A l’arrière-plan, un mur sur lequel on peut voir des inscriptions : l’insulte « nigger » et KKK (Ku Klux Klan), organisation violente qui s’attaquait aux noirs. Une tomate a été jetée contre le mur ; la couleur rouge symbolise le sang, la violence. Ces inscriptions et cette tomate sont destinées à la petite fille.
Importance du hors champ : On ne voit pas ceux qui ont marqué les inscriptions et qui ont jeté la tomate. Ce sont ceux qui menacent la petite fille sur le chemin de l’école et qui justifient la présence des agents. La petite fille semble impassible à la violence qui l’entoure. Elle est dans son droit : la couleur jaune représente la loi : les badges et les brassards des agents, la règle de la petite fille + le papier dans la poche de l’agent qui est peut-être le document officiel qui autorise Ruby à aller dans une école blanche.
Les cinq personnages marchent vers la gauche, c'est-à-dire vers l’Ouest qui symbolise un avenir meilleur pour les américains (la conquête de l’Ouest pour les pionniers, espoir de s’y installer pour y vivre une vie meilleure.) Ruby passe une ligne sur le trottoir : passage symbolique vers une nouvelle ère.
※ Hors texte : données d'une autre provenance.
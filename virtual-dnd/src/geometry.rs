//! Stateless edge, containment, and index math.

use crate::{Point, Rect};

/// Which edges of a rectangle a point is close to, and how close.
///
/// Distances are measured from the point to each edge, inward. An edge is flagged as near only
/// when the point is inside the rectangle and strictly closer than the threshold.
#[derive(Clone, Copy, Debug, Default, PartialEq)]
#[cfg_attr(feature = "serde", derive(serde::Serialize, serde::Deserialize))]
pub struct EdgeProximity {
    pub top: bool,
    pub bottom: bool,
    pub left: bool,
    pub right: bool,
    pub distance_top: f64,
    pub distance_bottom: f64,
    pub distance_left: f64,
    pub distance_right: f64,
}

impl EdgeProximity {
    pub fn any(&self) -> bool {
        self.top || self.bottom || self.left || self.right
    }
}

/// Returns `true` when `point` lies inside `rect` (edges inclusive).
pub fn contains(rect: &Rect, point: Point) -> bool {
    point.x >= rect.left && point.x <= rect.right() && point.y >= rect.top && point.y <= rect.bottom()
}

/// The point inside `rect` nearest to `point`.
pub fn clamp_point(rect: &Rect, point: Point) -> Point {
    Point::new(
        point.x.max(rect.left).min(rect.right()),
        point.y.max(rect.top).min(rect.bottom()),
    )
}

/// Computes near-edge flags for `point` within `rect` using `threshold` pixels.
///
/// A point outside the rectangle is never near any edge.
pub fn near_edges(rect: &Rect, point: Point, threshold: f64) -> EdgeProximity {
    let mut out = EdgeProximity {
        distance_top: point.y - rect.top,
        distance_bottom: rect.bottom() - point.y,
        distance_left: point.x - rect.left,
        distance_right: rect.right() - point.x,
        ..EdgeProximity::default()
    };
    if threshold <= 0.0 || !contains(rect, point) {
        return out;
    }
    out.top = out.distance_top < threshold;
    out.bottom = out.distance_bottom < threshold;
    out.left = out.distance_left < threshold;
    out.right = out.distance_right < threshold;
    out
}

/// Fixed-height offset to index: `floor(offset / item_height)`, with non-positive inputs
/// mapping to `0`.
pub fn fixed_index_at_offset(offset: f64, item_height: f64) -> usize {
    if item_height <= 0.0 || offset <= 0.0 || offset.is_nan() {
        return 0;
    }
    // Truncation equals floor for positive values.
    (offset / item_height) as usize
}

/// Converts a non-negative pixel coordinate to an integral list offset.
pub(crate) fn to_offset(px: f64) -> u64 {
    if px <= 0.0 || px.is_nan() {
        return 0;
    }
    px as u64
}
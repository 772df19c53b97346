// Example: a height cache with measured rows, the dragged row collapsed out of the layout.
use virtual_dnd::HeightCache;

fn main() {
    let mut cache = HeightCache::with_keys(32, 0u32..10_000);
    for key in (0..10_000).step_by(7) {
        cache.set_height(key, 48 + key % 5 * 8);
    }

    println!("total_height={}", cache.get_total_height(cache.len()));
    let first = cache.find_first_visible_index(120_000);
    println!(
        "scroll_top=120000 first_visible={first} visible_count={}",
        cache.get_visible_count(first, 600)
    );

    cache.set_excluded_index(Some(first));
    println!(
        "excluding {first}: offset({})={} index_at(120000)={}",
        first + 1,
        cache.get_offset(first + 1),
        cache.find_index_at_offset(120_000)
    );
    cache.set_excluded_index(None);
}
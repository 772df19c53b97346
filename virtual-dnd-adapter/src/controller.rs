use alloc::vec::Vec;

use virtual_dnd::geometry::{clamp_point, contains};
use virtual_dnd::{
    AutoScrollController, AxisLock, ContainerGeometry, DragPhase, DragSession, DragStart,
    DragUpdate, DraggedItem, DropResult, ItemKey, KeyboardDragController, ListStrategy,
    PlaceholderIndexCalculator, PlaceholderKey, PlaceholderOptions, PlaceholderQuery, Point,
    ScrollContainer, ScrollMetrics, TickOutcome,
};

use crate::{
    DndOptions, DragEndEvent, DragEvent, DragMoveEvent, DragStartEvent, DropDestination,
    DropEvent, DropSource, KeyboardCommand, ListConfig, PointerCoalescer,
};

#[derive(Clone, Debug)]
struct ListEntry<K, L> {
    id: L,
    strategy: ListStrategy<K>,
    constrain_to_container: bool,
}

impl<K: ItemKey, L: PartialEq> ListEntry<K, L> {
    /// Items the user sees in this list; the dragged item is hidden in its own list.
    fn visible_count<D>(&self, session: &DragSession<K, L, D>) -> usize {
        let hidden = session.source_list_id() == Some(&self.id) && session.source_index().is_some();
        self.strategy.len().saturating_sub(usize::from(hidden))
    }
}

/// A framework-neutral controller that wires a [`DragSession`] to registered virtualized lists.
///
/// This type does not hold any UI objects. Adapters drive it by calling:
/// - `register_list` once per droppable list, and `container_mut` / `on_scroll` when a list's
///   container moves or scrolls
/// - `start_pointer_drag`, `on_pointer_move`, `end_pointer_drag` from pointer events
/// - `tick(now_ms)` every animation frame while [`TickOutcome::should_reschedule`] holds
///
/// Each list's scroll container `C` doubles as its auto-scroll container, so the geometry used for
/// hit-testing and placeholder math is the same geometry auto-scroll writes to.
pub struct DndController<K, L, D = (), C = ScrollMetrics> {
    options: DndOptions<K, L, D>,
    session: DragSession<K, L, D>,
    keyboard: KeyboardDragController,
    calculator: PlaceholderIndexCalculator,
    lists: Vec<ListEntry<K, L>>,
    scroller: AutoScrollController<L, C>,
    coalescer: PointerCoalescer,
    reported: Option<(Option<L>, Option<usize>)>,
}
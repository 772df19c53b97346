#[cfg(feature = "std")]
use virtual_dnd::{DraggedItem, ListStrategy, Point, Rect, ScrollMetrics};
#[cfg(feature = "std")]
use virtual_dnd_adapter::{DndController, DndOptions, DragEvent, KeyboardCommand, ListConfig};

#[cfg(feature = "std")]
fn main() {
    // Example: a two-column board driven without any UI objects.
    //
    // An adapter would:
    // - register each list with its container metrics
    // - forward pointer/keyboard input
    // - call tick(now_ms) every frame while the outcome asks for rescheduling
    // - apply Drop events to its own data
    let options = DndOptions::new().with_on_event(Some(|e: &DragEvent<u32, &'static str>| match e {
        DragEvent::DragMove(m) => println!("move -> {:?}@{:?}", m.target_list_id, m.target_index),
        DragEvent::Drop(d) => println!(
            "drop {} from {}@{:?} to {}@{}",
            d.source.item_id,
            d.source.list_id,
            d.source.index,
            d.destination.list_id,
            d.destination.index
        ),
        other => println!("{other:?}"),
    }));
    let mut c = DndController::<u32, &str>::new(options);
    c.register_list(
        "backlog",
        ListStrategy::fixed(40, 0u32..200),
        ScrollMetrics::new(Rect::new(0.0, 0.0, 240.0, 400.0), 240.0, 8_000.0),
        ListConfig::default(),
    );
    c.register_list(
        "doing",
        ListStrategy::fixed(40, 1_000u32..1_005),
        ScrollMetrics::new(Rect::new(260.0, 0.0, 240.0, 400.0), 240.0, 200.0),
        ListConfig::default().with_constrain_to_container(true),
    );

    // Pointer: drag item 3 to the bottom edge of the backlog and let it scroll.
    c.start_pointer_drag(
        DraggedItem::new(3, "backlog", 240.0, 40.0),
        Point::new(120.0, 140.0),
        Point::new(0.0, 120.0),
        None,
    );
    c.on_pointer_move(Point::new(120.0, 395.0));
    let mut now_ms = 0u64;
    while now_ms < 480 {
        now_ms += 16;
        let outcome = c.tick(now_ms);
        if !outcome.should_reschedule() {
            break;
        }
    }
    let scroll_top = c.container(&"backlog").map_or(0.0, |m| m.scroll_top);
    println!("scroll_top={scroll_top}");
    c.end_pointer_drag(now_ms);
    c.complete_drop_transition();

    // Keyboard: move item 1 down twice, then across to "doing".
    c.start_keyboard_drag(DraggedItem::new(1, "backlog", 240.0, 40.0));
    for key in ["ArrowDown", "ArrowDown", "ArrowRight", "Enter"] {
        if let Some(command) = KeyboardCommand::from_key(key) {
            c.handle_key(command, now_ms);
        }
    }
    println!("phase={:?}", c.phase());
}

#[cfg(not(feature = "std"))]
fn main() {}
Norman Rockwell fige cet événement très important de l’histoire américaine ; il est pour l’égalité des droits entre les noirs et les blancs, pour l’intégration des enfants noirs dans les écoles « blanches » malgré l’hostilité d’une partie de la population, forte hostilité = « Le problème avec lequel nous vivons tous ». Il nous place comme spectateur de l’événement, au milieu des manifestants qui sont hors champs.
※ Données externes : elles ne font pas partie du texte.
#[test]
fn offsets_are_consistent_with_heights_randomized() {
    let mut rng = Lcg::new(0x5eed);
    for _ in 0..200 {
        let n = rng.gen_range_usize(1, 40);
        let mut cache = HeightCache::with_keys(rng.gen_range_u32(1, 60), 0..n);
        for _ in 0..rng.gen_range_usize(0, n * 2) {
            let key = rng.gen_range_usize(0, n);
            cache.set_height(key, rng.gen_range_u32(0, 120));
        }
        let excluded = rng.gen_bool().then(|| rng.gen_range_usize(0, n));
        let total_before = cache.get_total_height(n);
        cache.set_excluded_index(excluded);
        assert_eq!(cache.get_total_height(n), total_before);

        for i in 0..n {
            assert!(cache.get_offset(i + 1) >= cache.get_offset(i));
            if Some(i) == excluded {
                assert_eq!(cache.get_offset(i + 1), cache.get_offset(i));
                continue;
            }
            assert_eq!(
                cache.get_offset(i + 1) - cache.get_offset(i),
                u64::from(cache.get_height(i))
            );
            if cache.get_height(i) > 0 {
                let offset = cache.get_offset(i);
                let found = cache.find_index_at_offset(offset);
                assert_eq!(found, i, "lookup at start of item {i}");
            }
        }
    }
}

// ---------------------------------------------------------------------------------------------
// geometry

#[test]
fn containment_and_edges() {
    let rect = Rect::new(0.0, 100.0, 400.0, 400.0);
    assert!(geometry::contains(&rect, Point::new(0.0, 100.0)));
    assert!(geometry::contains(&rect, Point::new(400.0, 500.0)));
    assert!(!geometry::contains(&rect, Point::new(200.0, 501.0)));
    assert_eq!(
        geometry::clamp_point(&rect, Point::new(-5.0, 620.0)),
        Point::new(0.0, 500.0)
    );
    assert_eq!(
        geometry::clamp_point(&rect, Point::new(200.0, 300.0)),
        Point::new(200.0, 300.0)
    );

    let e = geometry::near_edges(&rect, Point::new(10.0, 480.0), 50.0);
    assert!(e.bottom && e.left && !e.top && !e.right);
    assert_eq!(e.distance_bottom, 20.0);

    let outside = geometry::near_edges(&rect, Point::new(10.0, 520.0), 50.0);
    assert!(!outside.any());
}

#[test]
fn fixed_offset_to_index() {
    assert_eq!(geometry::fixed_index_at_offset(0.0, 50.0), 0);
    assert_eq!(geometry::fixed_index_at_offset(49.9, 50.0), 0);
    assert_eq!(geometry::fixed_index_at_offset(50.0, 50.0), 1);
    assert_eq!(geometry::fixed_index_at_offset(-20.0, 50.0), 0);
    assert_eq!(geometry::fixed_index_at_offset(100.0, 0.0), 0);
}

// ---------------------------------------------------------------------------------------------
// PlaceholderIndexCalculator

fn centered_query(cursor_y: f64, height: f64) -> PlaceholderQuery {
    // Grabbed at the vertical center, so the preview center equals the cursor.
    PlaceholderQuery::new(viewport(0.0, 400.0, 0.0), Point::new(10.0, cursor_y))
        .with_grab_offset(Point::new(10.0, height / 2.0))
        .with_dragged_height(height)
}

#[test]
fn same_list_slots_past_the_source_shift_by_one() {
    let list = ListStrategy::fixed(50, KEYS);
    let calc = PlaceholderIndexCalculator::default();
    // Source index 1 is hidden; a preview center anywhere in visual slot 2 (100..150) maps past
    // the source to index 3.
    for center in [100.0, 110.0, 125.0, 140.0, 149.0] {
        let query = centered_query(center, 50.0).with_source(true, Some(1));
        let r = calc.calculate(&list, &query);
        assert_eq!(r.index, 3, "center={center}");
        assert_eq!(r.key, PlaceholderKey::Before("d"));
    }

    // Before the source nothing shifts.
    let r = calc.calculate(&list, &centered_query(10.0, 50.0).with_source(true, Some(1)));
    assert_eq!(r.index, 0);
}

#[test]
fn cross_list_uses_plain_slots() {
    let list = ListStrategy::fixed(50, KEYS);
    let calc = PlaceholderIndexCalculator::default();
    let r = calc.calculate(&list, &centered_query(110.0, 50.0).with_source(false, Some(1)));
    assert_eq!(r.index, 2);
    let r = calc.calculate(&list, &centered_query(130.0, 50.0));
    assert_eq!(r.index, 2);
    let r = calc.calculate(&list, &centered_query(150.0, 50.0));
    assert_eq!(r.index, 3);
}

#[test]
fn equal_moves_up_and_down_displace_symmetrically() {
    let list = ListStrategy::fixed(50, KEYS);
    let calc = PlaceholderIndexCalculator::default();
    // "d" (index 3, top at 150) grabbed at its center; at rest it reports index 4, its own gap.
    let gap_at = |center: f64| {
        let query = centered_query(center, 50.0)
            .with_source(true, Some(3))
            .with_previous_index(Some(4));
        let index = calc.calculate(&list, &query).index;
        if index > 3 { index - 1 } else { index }
    };
    assert_eq!(gap_at(175.0), 3);

    for d in [5.0, 15.0, 30.0, 40.0, 62.0, 90.0] {
        let down = gap_at(175.0 + d) - 3;
        let up = 3 - gap_at(175.0 - d);
        assert_eq!(down, up, "d={d}");
    }
    // Small moves stay put; half a row plus the margin displaces one neighbor.
    assert_eq!(gap_at(190.0), 3);
    assert_eq!(gap_at(160.0), 3);
    assert_eq!(gap_at(215.0), 4);
    assert_eq!(gap_at(135.0), 2);
}

#[test]
fn grab_point_does_not_bias_the_placement() {
    let list = ListStrategy::fixed(50, KEYS);
    let calc = PlaceholderIndexCalculator::default();
    // Same preview position (top at 85), grabbed near its top vs near its bottom.
    let high = PlaceholderQuery::new(viewport(0.0, 400.0, 0.0), Point::new(0.0, 90.0))
        .with_grab_offset(Point::new(0.0, 5.0))
        .with_dragged_height(50.0);
    let low = PlaceholderQuery::new(viewport(0.0, 400.0, 0.0), Point::new(0.0, 130.0))
        .with_grab_offset(Point::new(0.0, 45.0))
        .with_dragged_height(50.0);
    assert_eq!(calc.calculate(&list, &high), calc.calculate(&list, &low));
}

#[test]
fn scroll_offset_and_container_origin_are_applied() {
    let list = ListStrategy::fixed(50, 0..100u32);
    let calc = PlaceholderIndexCalculator::default();
    let query = PlaceholderQuery::new(viewport(200.0, 400.0, 1000.0), Point::new(0.0, 210.0))
        .with_dragged_height(0.0);
    // 210 - 200 + 1000 = 1010 -> slot 20, upper half.
    assert_eq!(calc.calculate(&list, &query).index, 20);
}

#[test]
fn missing_geometry_falls_back_to_zero() {
    let list = ListStrategy::fixed(50, KEYS);
    let calc = PlaceholderIndexCalculator::default();
    let r = calc.calculate(&list, &PlaceholderQuery::new(None, Point::new(0.0, 300.0)));
    assert_eq!(r.index, 0);
    assert_eq!(r.key, PlaceholderKey::Before("a"));

    let flat = PlaceholderQuery::new(viewport(0.0, 0.0, 0.0), Point::new(0.0, 300.0));
    assert_eq!(calc.calculate(&list, &flat).index, 0);
}

#[test]
fn empty_list_targets_end_of_list() {
    let list: ListStrategy<&str> = ListStrategy::fixed(50, []);
    let calc = PlaceholderIndexCalculator::default();
    let r = calc.calculate(&list, &centered_query(200.0, 50.0));
    assert_eq!(r.index, 0);
    assert!(r.key.is_end_of_list());
}

#[test]
fn below_the_content_appends() {
    let list = ListStrategy::fixed(50, KEYS);
    let calc = PlaceholderIndexCalculator::default();
    let r = calc.calculate(&list, &centered_query(390.0, 50.0));
    assert_eq!(r.index, 6);
    assert_eq!(r.key, PlaceholderKey::EndOfList);

    let r = calc.calculate(&list, &centered_query(390.0, 50.0).with_source(true, Some(2)));
    assert_eq!(r.index, 6);
}

#[test]
fn end_of_list_snap_near_bottom_edge_at_max_scroll() {
    // 20 rows of 50px in a 400px viewport scrolled to the max (600).
    let list = ListStrategy::fixed(50, 0..20u32);
    let calc = PlaceholderIndexCalculator::default();
    // Grabbed near the bottom of a 50px item: the top edge trails the cursor by 45px.
    let query = PlaceholderQuery::new(viewport(0.0, 400.0, 600.0), Point::new(0.0, 390.0))
        .with_grab_offset(Point::new(0.0, 45.0))
        .with_dragged_height(50.0);
    // Top edge at list offset 945 resolves to the last row, center 970 lies in it.
    assert_eq!(calc.calculate(&list, &query).index, 20);

    // Same geometry but the cursor well away from the bottom edge: no snap.
    let query = PlaceholderQuery::new(viewport(0.0, 400.0, 600.0), Point::new(0.0, 300.0))
        .with_grab_offset(Point::new(0.0, 45.0))
        .with_dragged_height(50.0);
    assert_eq!(calc.calculate(&list, &query).index, 17);
}

#[test]
fn constrained_preview_reaches_first_and_last_slot() {
    let list = ListStrategy::fixed(20, 0..10u32);
    let calc = PlaceholderIndexCalculator::default();
    // A clamped 100px preview keeps its top within 0..100 of a 200px container.
    let base = |cursor_y: f64| {
        PlaceholderQuery::new(viewport(0.0, 200.0, 0.0), Point::new(0.0, cursor_y))
            .with_grab_offset(Point::new(0.0, 50.0))
            .with_dragged_height(100.0)
    };

    // Unclamped, the top edge at 130 stops short of the last rows.
    assert_eq!(calc.calculate(&list, &base(180.0)).index, 7);

    let top = calc.calculate(&list, &base(30.0).with_constrain_to_container(true));
    assert_eq!(top.index, 0);

    let middle = calc.calculate(&list, &base(60.0).with_constrain_to_container(true));
    assert_eq!(middle.index, 1);

    let bottom = calc.calculate(&list, &base(180.0).with_constrain_to_container(true));
    assert_eq!(bottom.index, 10);
    assert!(bottom.key.is_end_of_list());
}

#[test]
fn previous_index_holds_near_a_midpoint() {
    let list = ListStrategy::fixed(40, 0..10u32);
    let calc = PlaceholderIndexCalculator::new(PlaceholderOptions::default());
    // Row 2 spans 80..120, midpoint 100; margin = 0.25 * 40 = 10. The preview's top edge sits
    // 20px above the cursor.
    let at = |y: f64, prev: Option<usize>| {
        let query = centered_query(y, 40.0).with_previous_index(prev);
        calc.calculate(&list, &query).index
    };
    assert_eq!(at(121.0, None), 3);
    assert_eq!(at(121.0, Some(2)), 2);
    assert_eq!(at(119.0, Some(3)), 3);
    assert_eq!(at(131.0, Some(2)), 3);
    assert_eq!(at(109.0, Some(3)), 2);

    let plain = PlaceholderIndexCalculator::new(
        PlaceholderOptions::default().with_hysteresis_fraction(0.0),
    );
    let r = plain.calculate(&list, &centered_query(121.0, 40.0).with_previous_index(Some(2)));
    assert_eq!(r.index, 3);
}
« Avant que je commence l’école, je ne pensais pas à ce que je deviendrais quand je serai grande. Ce à quoi je pensais, c’est que je n’aimais même pas mon nom. Je pensais que Ruby était un prénom pour les petites vieilles dames… »
En 1960, la petite Afro-Américaine Ruby Bridges, âgée de seulement 6 ans, ne se doutait pas qu’elle allait devenir une figure de la lutte des droits civiques aux États-Unis. Elle ne savait pas non plus qu’elle publierait un livre pour enfants, 62 années plus tard, en septembre 2022, un ouvrage intitulé I am Ruby Bridges, aux éditions Scholastics, dans lequel elle raconte le jour où elle est devenue la première élève noire à intégrer une école réservée aux Blancs.